Yes, he says, life is awful, but art makes it endurable and Greek tragedy was the pinnacle of art.
But then a new force came upon the scene; as Socrates and scientific reason introduced a new, and for Nietzsche destructive, element into the equation which brought the reign of Dionysus to an end. Socrates enunciated three maxims:
-Virtue is knowledge
-Man sins only from ignorance
-He who is virtuous is happy
and as Nietzsche said, "In these three fundamental forms of optimism lies the death of tragedy." This optimism Nietzsche believed to be an illusion, "the imperturbable belief that, with the clue of logic, thinking can reach to the nethermost depths of being, and that thinking can not only perceive being but even modify it." Therefore, Nietzsche called for a return to Dionysian drama and believed that German artists and philosophers were uniquely suited to lead this rebirth of tragedy. In fact, the book is dedicated to Richard Wagner, whom Nietzsche saw as the artist most likely to succeed in this task. But then Wagner wrote Parsifal, with its Christian themes, and the two became estranged.
I don't have any particular argument with Nietzsche's assessment of the historical facts. But he's basically just arguing for the kind of amoral Franco-German existentialism that has made both of those peoples and their cultures so unpleasant. The philosophers of the European continent have for two centuries now fought a rearguard action against both Judeo-Christianity and the Age of Reason. But Western Civilization is ultimately a product of these two great ideological revolutions and by any measure, you'd have to say that their adherents have the better of this argument.

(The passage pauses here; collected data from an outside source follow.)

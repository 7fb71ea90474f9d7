use crate::{
    error::{ParseError, ParseErrorKind},
    normalize,
    version::Version,
};
use tracing::{debug, trace};

/// The fields of a version that are introduced by a keyword.
#[derive(Debug, Clone, Copy, PartialEq, Eq)]
pub(crate) enum Field {
    Pre,
    Post,
    Dev,
}

impl Field {
    pub(crate) fn name(&self) -> &'static str {
        match self {
            Field::Pre => "pre-release",
            Field::Post => "post-release",
            Field::Dev => "dev-release",
        }
    }
}

pub(crate) struct Qualifier {
    pub(crate) spelling: &'static str,
    pub(crate) field: Field,
}

/// Every keyword spelling, longest first so that a prefix (`pre`, `r`, `a`) never shadows a
/// longer spelling (`preview`, `rev`, `alpha`).
#[rustfmt::skip]
pub(crate) static QUALIFIERS: &[Qualifier] = &[
    Qualifier { spelling: "preview", field: Field::Pre },
    Qualifier { spelling: "alpha", field: Field::Pre },
    Qualifier { spelling: "beta", field: Field::Pre },
    Qualifier { spelling: "post", field: Field::Post },
    Qualifier { spelling: "pre", field: Field::Pre },
    Qualifier { spelling: "rev", field: Field::Post },
    Qualifier { spelling: "dev", field: Field::Dev },
    Qualifier { spelling: "rc", field: Field::Pre },
    Qualifier { spelling: "a", field: Field::Pre },
    Qualifier { spelling: "b", field: Field::Pre },
    Qualifier { spelling: "c", field: Field::Pre },
    Qualifier { spelling: "r", field: Field::Post },
];

/// A keyword-introduced field as written: its spelling (absent for the implicit `-N` post-release)
/// and its digits, if any.
#[derive(Debug, Clone, Copy, PartialEq, Eq)]
pub(crate) struct RawQualifier<'a> {
    pub(crate) spelling: Option<&'a str>,
    pub(crate) number: Option<&'a str>,
}

/// The pieces of a version string, still as text. Produced by [Scanner::scan] and consumed by
/// [normalize::normalize].
#[derive(Debug, Clone, PartialEq, Eq)]
pub(crate) struct RawVersion<'a> {
    pub(crate) epoch: Option<&'a str>,
    pub(crate) release: Vec<&'a str>,
    pub(crate) pre: Option<RawQualifier<'a>>,
    pub(crate) post: Option<RawQualifier<'a>>,
    pub(crate) dev: Option<RawQualifier<'a>>,
    pub(crate) local: Option<&'a str>,
}

fn is_separator(byte: u8) -> bool {
    matches!(byte, b'.' | b'-' | b'_')
}

/// Walks a trimmed, lowercased version string field by field. Each field is optional except the
/// release, and fields are only looked for in order, so anything left over once the local label
/// has been tried is an error.
pub(crate) struct Scanner<'a> {
    text: &'a str,
    pos: usize,
}

impl<'a> Scanner<'a> {
    pub(crate) fn new(text: &'a str) -> Self {
        Self { text, pos: 0 }
    }

    fn rest(&self) -> &'a [u8] {
        &self.text.as_bytes()[self.pos..]
    }

    fn peek_at(&self, offset: usize) -> Option<u8> {
        self.rest().get(offset).copied()
    }

    fn eat(&mut self, byte: u8) -> bool {
        if self.peek_at(0) == Some(byte) {
            self.pos += 1;
            true
        } else {
            false
        }
    }

    fn eat_separator(&mut self) -> bool {
        match self.peek_at(0) {
            Some(byte) if is_separator(byte) => {
                self.pos += 1;
                true
            }
            _ => false,
        }
    }

    /// Consumes a run of bytes matching `pred`, returning it if non-empty.
    fn take_while(&mut self, pred: impl Fn(u8) -> bool) -> Option<&'a str> {
        let len = self.rest().iter().take_while(|&&b| pred(b)).count();
        if len == 0 {
            return None;
        }
        let start = self.pos;
        self.pos += len;
        // only ASCII bytes are ever consumed, so this is always on a char boundary
        Some(&self.text[start..self.pos])
    }

    fn digits(&mut self) -> Option<&'a str> {
        self.take_while(|b| b.is_ascii_digit())
    }

    /// Consumes an optional separator and a keyword spelling for `field`. Leaves the position
    /// untouched if the keyword found there (if any) belongs to another field.
    fn keyword(&mut self, field: Field) -> Option<&'static str> {
        let checkpoint = self.pos;
        self.eat_separator();
        let rest = self.rest();
        match QUALIFIERS
            .iter()
            .find(|q| rest.starts_with(q.spelling.as_bytes()))
        {
            Some(q) if q.field == field => {
                self.pos += q.spelling.len();
                Some(q.spelling)
            }
            _ => {
                self.pos = checkpoint;
                None
            }
        }
    }

    /// keyword, optional separator, optional digits
    fn qualifier(&mut self, field: Field) -> Option<RawQualifier<'a>> {
        let spelling = self.keyword(field)?;
        self.eat_separator();
        Some(RawQualifier {
            spelling: Some(spelling),
            number: self.digits(),
        })
    }

    /// A bare hyphen directly followed by digits, like the `-3` of `1.0-3`.
    fn implicit_post(&mut self) -> Option<RawQualifier<'a>> {
        if self.peek_at(0) == Some(b'-') && self.peek_at(1).is_some_and(|b| b.is_ascii_digit()) {
            self.pos += 1;
            Some(RawQualifier {
                spelling: None,
                number: self.digits(),
            })
        } else {
            None
        }
    }

    fn local_segment(&mut self) -> Option<&'a str> {
        self.take_while(|b| b.is_ascii_alphanumeric())
    }

    fn unexpected_here(&self) -> ParseErrorKind {
        match self.text[self.pos..].chars().next() {
            Some(character) => ParseErrorKind::UnexpectedCharacter {
                character,
                position: self.pos,
            },
            None => ParseErrorKind::UnexpectedEnd,
        }
    }

    pub(crate) fn scan(mut self) -> Result<RawVersion<'a>, ParseErrorKind> {
        self.eat(b'v');

        let leading = self.digits().ok_or(ParseErrorKind::MissingRelease)?;
        let (epoch, first) = if self.eat(b'!') {
            let first = self.digits().ok_or(ParseErrorKind::MissingRelease)?;
            (Some(leading), first)
        } else {
            (None, leading)
        };

        let mut release = vec![first];
        loop {
            let checkpoint = self.pos;
            if self.eat(b'.') {
                if let Some(number) = self.digits() {
                    release.push(number);
                    continue;
                }
            }
            self.pos = checkpoint;
            break;
        }
        let mut last_field = "release";

        let pre = self.qualifier(Field::Pre);
        if pre.is_some() {
            last_field = Field::Pre.name();
        }

        let post = self
            .implicit_post()
            .or_else(|| self.qualifier(Field::Post));
        if post.is_some() {
            last_field = Field::Post.name();
        }

        let dev = self.qualifier(Field::Dev);
        if dev.is_some() {
            last_field = Field::Dev.name();
        }

        let local = if self.eat(b'+') {
            let start = self.pos;
            self.local_segment().ok_or_else(|| self.unexpected_here())?;
            loop {
                let checkpoint = self.pos;
                if self.eat_separator() && self.local_segment().is_some() {
                    continue;
                }
                self.pos = checkpoint;
                break;
            }
            last_field = "local";
            Some(&self.text[start..self.pos])
        } else {
            None
        };

        if self.pos < self.text.len() {
            return Err(self.diagnose(last_field));
        }

        Ok(RawVersion {
            epoch,
            release,
            pre,
            post,
            dev,
            local,
        })
    }

    /// Explains why the text left over after the last field could not be matched.
    fn diagnose(&mut self, last_field: &'static str) -> ParseErrorKind {
        let start = self.pos;
        let had_separator = self.eat_separator();
        if had_separator && self.pos == self.text.len() {
            return ParseErrorKind::UnexpectedEnd;
        }
        match self.take_while(|b| b.is_ascii_alphabetic()) {
            Some(word) if QUALIFIERS.iter().any(|q| q.spelling == word) => {
                ParseErrorKind::OutOfOrder {
                    found: word.to_owned(),
                    after: last_field,
                }
            }
            Some(word) => ParseErrorKind::UnrecognizedQualifier {
                qualifier: word.to_owned(),
            },
            None => {
                self.pos = start;
                self.unexpected_here()
            }
        }
    }
}

/// Parses a version string: trims and lowercases it, scans it into its raw fields, and
/// normalizes those into a [Version].
pub(crate) fn parse(input: &str) -> Result<Version, ParseError> {
    let trimmed = input.trim();
    if trimmed.is_empty() {
        return Err(ParseError::new(input, ParseErrorKind::Empty));
    }
    let lowered = trimmed.to_ascii_lowercase();

    let result = Scanner::new(&lowered)
        .scan()
        .and_then(normalize::normalize)
        .map_err(|kind| ParseError::new(input, kind));

    match &result {
        Ok(version) => trace!(input, %version, "parsed version"),
        Err(err) => debug!(input, error = %err.kind, "could not parse version"),
    }
    result
}

#[cfg(test)]
mod tests {
    use super::*;
    use rstest::*;

    fn scan(text: &str) -> Result<RawVersion<'_>, ParseErrorKind> {
        Scanner::new(text).scan()
    }

    #[test]
    fn test_qualifiers_longest_first() {
        // a spelling must never be preceded by one of its own prefixes
        for (index, later) in QUALIFIERS.iter().enumerate() {
            for earlier in &QUALIFIERS[..index] {
                assert!(
                    !later.spelling.starts_with(earlier.spelling),
                    "`{}` is shadowed by `{}`",
                    later.spelling,
                    earlier.spelling
                );
            }
        }
    }

    #[test]
    fn test_scan_all_fields() {
        let raw = scan("v00!1.02.3-alpha_4-5_dev.6+ubuntu-1.x").unwrap();
        assert_eq!(
            RawVersion {
                epoch: Some("00"),
                release: vec!["1", "02", "3"],
                pre: Some(RawQualifier {
                    spelling: Some("alpha"),
                    number: Some("4"),
                }),
                post: Some(RawQualifier {
                    spelling: None,
                    number: Some("5"),
                }),
                dev: Some(RawQualifier {
                    spelling: Some("dev"),
                    number: Some("6"),
                }),
                local: Some("ubuntu-1.x"),
            },
            raw
        );
    }

    #[test]
    fn test_scan_release_only() {
        let raw = scan("12.34.56.78.9").unwrap();
        assert_eq!(None, raw.epoch);
        assert_eq!(vec!["12", "34", "56", "78", "9"], raw.release);
        assert_eq!((None, None, None, None), (raw.pre, raw.post, raw.dev, raw.local));
    }

    #[rstest]
    #[case("1.0pre", "pre", None)]
    #[case("1.0preview2", "preview", Some("2"))]
    #[case("1.0.c2", "c", Some("2"))]
    #[case("1.0rc", "rc", None)]
    #[case("1.0-beta-3", "beta", Some("3"))]
    #[case("1.0a.1", "a", Some("1"))]
    fn test_scan_pre(
        #[case] text: &str,
        #[case] spelling: &str,
        #[case] number: Option<&str>,
    ) {
        let raw = scan(text).unwrap();
        assert_eq!(
            Some(RawQualifier {
                spelling: Some(spelling),
                number
            }),
            raw.pre
        );
    }

    #[rstest]
    #[case("1.0rev1", Some("rev"), Some("1"))]
    #[case("1.0-r", Some("r"), None)]
    #[case("1.0_post", Some("post"), None)]
    #[case("1.0-11", None, Some("11"))]
    #[case("1.0a1-2", None, Some("2"))]
    fn test_scan_post(
        #[case] text: &str,
        #[case] spelling: Option<&str>,
        #[case] number: Option<&str>,
    ) {
        let raw = scan(text).unwrap();
        assert_eq!(Some(RawQualifier { spelling, number }), raw.post);
    }

    #[rstest]
    #[case("", ParseErrorKind::MissingRelease)]
    #[case("v", ParseErrorKind::MissingRelease)]
    #[case("not-a-version", ParseErrorKind::MissingRelease)]
    #[case("1!", ParseErrorKind::MissingRelease)]
    #[case("1.0.", ParseErrorKind::UnexpectedEnd)]
    #[case("1.0+", ParseErrorKind::UnexpectedEnd)]
    #[case("1.0+abc.", ParseErrorKind::UnexpectedEnd)]
    #[case("1.0-", ParseErrorKind::UnexpectedEnd)]
    #[case("1.0+abc!", ParseErrorKind::UnexpectedCharacter { character: '!', position: 7 })]
    #[case("1.0 a1", ParseErrorKind::UnexpectedCharacter { character: ' ', position: 3 })]
    #[case("1.0é", ParseErrorKind::UnexpectedCharacter { character: 'é', position: 3 })]
    #[case("1.0gamma1", ParseErrorKind::UnrecognizedQualifier { qualifier: "gamma".into() })]
    #[case(
        "1.0.dev1a1",
        ParseErrorKind::OutOfOrder { found: "a".into(), after: "dev-release" }
    )]
    #[case(
        "1.0.post1rc1",
        ParseErrorKind::OutOfOrder { found: "rc".into(), after: "post-release" }
    )]
    #[case(
        "1.0a1b2",
        ParseErrorKind::OutOfOrder { found: "b".into(), after: "pre-release" }
    )]
    #[case(
        "1.0+abc+def",
        ParseErrorKind::UnexpectedCharacter { character: '+', position: 7 }
    )]
    #[case(
        "1.0.post1.dev1.post2",
        ParseErrorKind::OutOfOrder { found: "post".into(), after: "dev-release" }
    )]
    fn test_scan_errors(#[case] text: &str, #[case] expected: ParseErrorKind) {
        assert_eq!(Err(expected), scan(text));
    }

    #[rstest]
    #[case("  1.0  ")]
    #[case("\t1.0\n")]
    #[case("V1.0")]
    #[case("1.0RC1")]
    #[case("1.0-ALPHA")]
    #[case("1.0+Local.Label")]
    fn test_parse_ok(#[case] text: &str) {
        assert!(parse(text).is_ok());
    }

    #[test]
    fn test_parse_error_keeps_input() {
        let err = parse("  not-a-version ").unwrap_err();
        assert_eq!("  not-a-version ", err.version);
        assert_eq!(ParseErrorKind::MissingRelease, err.kind);

        let err = parse("   ").unwrap_err();
        assert_eq!(ParseErrorKind::Empty, err.kind);
    }
}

One brief discussion in here suffices to show how Nietzsche's sort of weird prejudices warped his capacity to think clearly--his comparison of Prometheus and the Fall of Man. He completely misreads the two stories to say:
The best and highest that man can acquire they must
obtain by a crime, and then they must endure
its consequences, namely the whole flood of sufferings
and sorrows with which the offended
divinities must requite the nobly aspiring race
of man. It is a bitter thought, which by the dignity it
confers on crime, contrasts strangely with the Semitic
myth of the fall of man, in which curiosity,
deception, weakness in the face of temptation, wantoness,--in
short, a whole series of preeminently
feminine passions,--were regarded as the origin
of evil. What distinguishes the Aryan conception is
the sublime view of active sin as the essential
Promethean virtue, and the discovery of the ethical
basis of pessimistic tragedy in the justification
of human evil--of human guilt as well as of the
suffering incurred thereby.
This is, of course, pure rot. In fact, the Promethean myth (see Orrin's review) is based on a semi-divine being stealing fire and giving it to man. Genesis features man as the active hero, taking from the Tree of Knowledge himself and suffering the consequences himself, instead of just leaving Prometheus to have his entrails ripped out daily. Failing to understand the stories, Nietzsche draws the wrong conclusions:
He who understands this innermost core of the Prometheus
myth--namely, the necessity of crime
imposed on the titanically striving individual--will
at once feel the un-Apollonian element in this
pessimistic representation. For Apollo seeks
to calm individual beings precisely by drawing
boundary lines between them, and by again and again,
with his requirements of self-knowledge and
self-control, recalling these bounds to us as the
holiest laws of the universe.
Nietzsche's vision of Man, necessarily fueled by individual striving and crime, represents a return to Hobbes's state of nature. It has a Darwinian survival-of-the-fittest appeal, but there is no reason to believe that it would lead to progress for Man as a species. Look at the nations where law and morality have ceased to function--Somalia, Columbia, Rwanda, etc.--and show me anything good that has come of it. It turns out that Man's greatest strides have come in precisely those cultures which have embraced the Apollonian. Apparently, self-knowledge and self-control aren't such a bad deal at the end of the day.
I'm not going to try to deny Nietzsche's brilliance nor his importance,
but I do deny the value of his philosophy to humankind. You've got
to be familiar with his work, but God help anyone who buys what he's selling.